• [WHAT THIS TASK INVOLVES] All of the records should be given back exactly and in full.

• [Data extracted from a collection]
[Start of section]

//! Client configuration from the environment.

use std::time::Duration;

/// Catalog served when no endpoint is configured.
pub const DEFAULT_CATALOG_URL: &str = "https://fakestoreapi.com/products";

pub const CATALOG_URL_ENV: &str = "STOREFRONT_CATALOG_URL";
pub const FETCH_TIMEOUT_ENV: &str = "STOREFRONT_FETCH_TIMEOUT_SECS";

#[derive(Debug, Clone, PartialEq, Eq)]
pub struct ClientConfig {
    /// Endpoint returning the catalog as a JSON array.
    pub catalog_url: String,
    /// Whole-request timeout for the catalog fetch. `None` waits indefinitely.
    pub fetch_timeout: Option<Duration>,
}

impl Default for ClientConfig {
    fn default() -> Self {
        Self {
            catalog_url: DEFAULT_CATALOG_URL.to_string(),
            fetch_timeout: None,
        }
    }
}

impl ClientConfig {
    pub fn new(catalog_url: impl Into<String>) -> Self {
        Self {
            catalog_url: catalog_url.into(),
            fetch_timeout: None,
        }
    }

    pub fn with_fetch_timeout(mut self, timeout: Duration) -> Self {
        self.fetch_timeout = Some(timeout);
        self
    }

    /// Read configuration from process environment variables.
    pub fn from_env() -> Self {
        Self::from_lookup(|key| std::env::var(key).ok())
    }

    /// Read configuration through an arbitrary key lookup.
    pub fn from_lookup<F>(lookup: F) -> Self
    where
        F: Fn(&str) -> Option<String>,
    {
        let catalog_url = lookup(CATALOG_URL_ENV)
            .map(|url| url.trim().to_string())
            .filter(|url| !url.is_empty())
            .unwrap_or_else(|| DEFAULT_CATALOG_URL.to_string());

        let fetch_timeout = lookup(FETCH_TIMEOUT_ENV).and_then(|raw| {
            match raw.trim().parse::<u64>() {
                Ok(0) => None,
                Ok(secs) => Some(Duration::from_secs(secs)),
                Err(_) => {
                    tracing::warn!(value = %raw, "{FETCH_TIMEOUT_ENV} is not a whole number of seconds; ignoring");
                    None
                }
            }
        });

        Self {
            catalog_url,
            fetch_timeout,
        }
    }
}

#[cfg(test)]
mod tests {
    use super::*;
    use std::collections::HashMap;

    fn lookup(pairs: &[(&str, &str)]) -> impl Fn(&str) -> Option<String> {
        let map: HashMap<String, String> = pairs
            .iter()
            .map(|(k, v)| (k.to_string(), v.to_string()))
            .collect();
        move |key| map.get(key).cloned()
    }

    #[test]
    fn defaults_when_nothing_is_set() {
        assert_eq!(ClientConfig::from_lookup(lookup(&[])), ClientConfig::default());
        assert_eq!(ClientConfig::default().catalog_url, DEFAULT_CATALOG_URL);
    }

    #[test]
    fn reads_url_and_timeout() {
        let config = ClientConfig::from_lookup(lookup(&[
            (CATALOG_URL_ENV, " http://localhost:9000/products "),
            (FETCH_TIMEOUT_ENV, "15"),
        ]));

        assert_eq!(config.catalog_url, "http://localhost:9000/products");
        assert_eq!(config.fetch_timeout, Some(Duration::from_secs(15)));
    }

    #[test]
    fn blank_url_falls_back_to_default() {
        let config = ClientConfig::from_lookup(lookup(&[(CATALOG_URL_ENV, "  ")]));
        assert_eq!(config.catalog_url, DEFAULT_CATALOG_URL);
    }

    #[test]
    fn unparseable_or_zero_timeout_is_ignored() {
        for raw in ["soon", "-3", "1.5", "0"] {
            let config = ClientConfig::from_lookup(lookup(&[(FETCH_TIMEOUT_ENV, raw)]));
            assert_eq!(config.fetch_timeout, None, "value {raw:?}");
        }
    }
}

[End of section]

• [RESULT]
//! Client configuration from the environment.

use std::time::Duration;

/// Catalog served when no endpoint is configured.
pub const DEFAULT_CATALOG_URL: &str = "https://fakestoreapi.com/products";

pub const CATALOG_URL_ENV: &str = "STOREFRONT_CATALOG_URL";
pub const FETCH_TIMEOUT_ENV: &str = "STOREFRONT_FETCH_TIMEOUT_SECS";

#[derive(Debug, Clone, PartialEq, Eq)]
pub struct ClientConfig {
    /// Endpoint returning the catalog as a JSON array.
    pub catalog_url: String,
    /// Whole-request timeout for the catalog fetch. `None` waits indefinitely.
    pub fetch_timeout: Option<Duration>,
}

impl Default for ClientConfig {
    fn default() -> Self {
        Self {
            catalog_url: DEFAULT_CATALOG_URL.to_string(),
            fetch_timeout: None,
        }
    }
}

impl ClientConfig {
    pub fn new(catalog_url: impl Into<String>) -> Self {
        Self {
            catalog_url: catalog_url.into(),
            fetch_timeout: None,
        }
    }

    pub fn with_fetch_timeout(mut self, timeout: Duration) -> Self {
        self.fetch_timeout = Some(timeout);
        self
    }

    /// Read configuration from process environment variables.
    pub fn from_env() -> Self {
        Self::from_lookup(|key| std::env::var(key).ok())
    }

    /// Read configuration through an arbitrary key lookup.
    pub fn from_lookup<F>(lookup: F) -> Self
    where
        F: Fn(&str) -> Option<String>,
    {
        let catalog_url = lookup(CATALOG_URL_ENV)
            .map(|url| url.trim().to_string())
            .filter(|url| !url.is_empty())
            .unwrap_or_else(|| DEFAULT_CATALOG_URL.to_string());

        let fetch_timeout = lookup(FETCH_TIMEOUT_ENV).and_then(|raw| {
            match raw.trim().parse::<u64>() {
                Ok(0) => None,
                Ok(secs) => Some(Duration::from_secs(secs)),
                Err(_) => {
                    tracing::warn!(value = %raw, "{FETCH_TIMEOUT_ENV} is not a whole number of seconds; ignoring");
                    None
                }
            }
        });

        Self {
            catalog_url,
            fetch_timeout,
        }
    }
}

#[cfg(test)]
mod tests {
    use super::*;
    use std::collections::HashMap;

    fn lookup(pairs: &[(&str, &str)]) -> impl Fn(&str) -> Option<String> {
        let map: HashMap<String, String> = pairs
            .iter()
            .map(|(k, v)| (k.to_string(), v.to_string()))
            .collect();
        move |key| map.get(key).cloned()
    }

    #[test]
    fn defaults_when_nothing_is_set() {
        assert_eq!(ClientConfig::from_lookup(lookup(&[])), ClientConfig::default());
        assert_eq!(ClientConfig::default().catalog_url, DEFAULT_CATALOG_URL);
    }

    #[test]
    fn reads_url_and_timeout() {
        let config = ClientConfig::from_lookup(lookup(&[
            (CATALOG_URL_ENV, " http://localhost:9000/products "),
            (FETCH_TIMEOUT_ENV, "15"),
        ]));

        assert_eq!(config.catalog_url, "http://localhost:9000/products");
        assert_eq!(config.fetch_timeout, Some(Duration::from_secs(15)));
    }

    #[test]
    fn blank_url_falls_back_to_default() {
        let config = ClientConfig::from_lookup(lookup(&[(CATALOG_URL_ENV, "  ")]));
        assert_eq!(config.catalog_url, DEFAULT_CATALOG_URL);
    }

    #[test]
    fn unparseable_or_zero_timeout_is_ignored() {
        for raw in ["soon", "-3", "1.5", "0"] {
            let config = ClientConfig::from_lookup(lookup(&[(FETCH_TIMEOUT_ENV, raw)]));
            assert_eq!(config.fetch_timeout, None, "value {raw:?}");
        }
    }
}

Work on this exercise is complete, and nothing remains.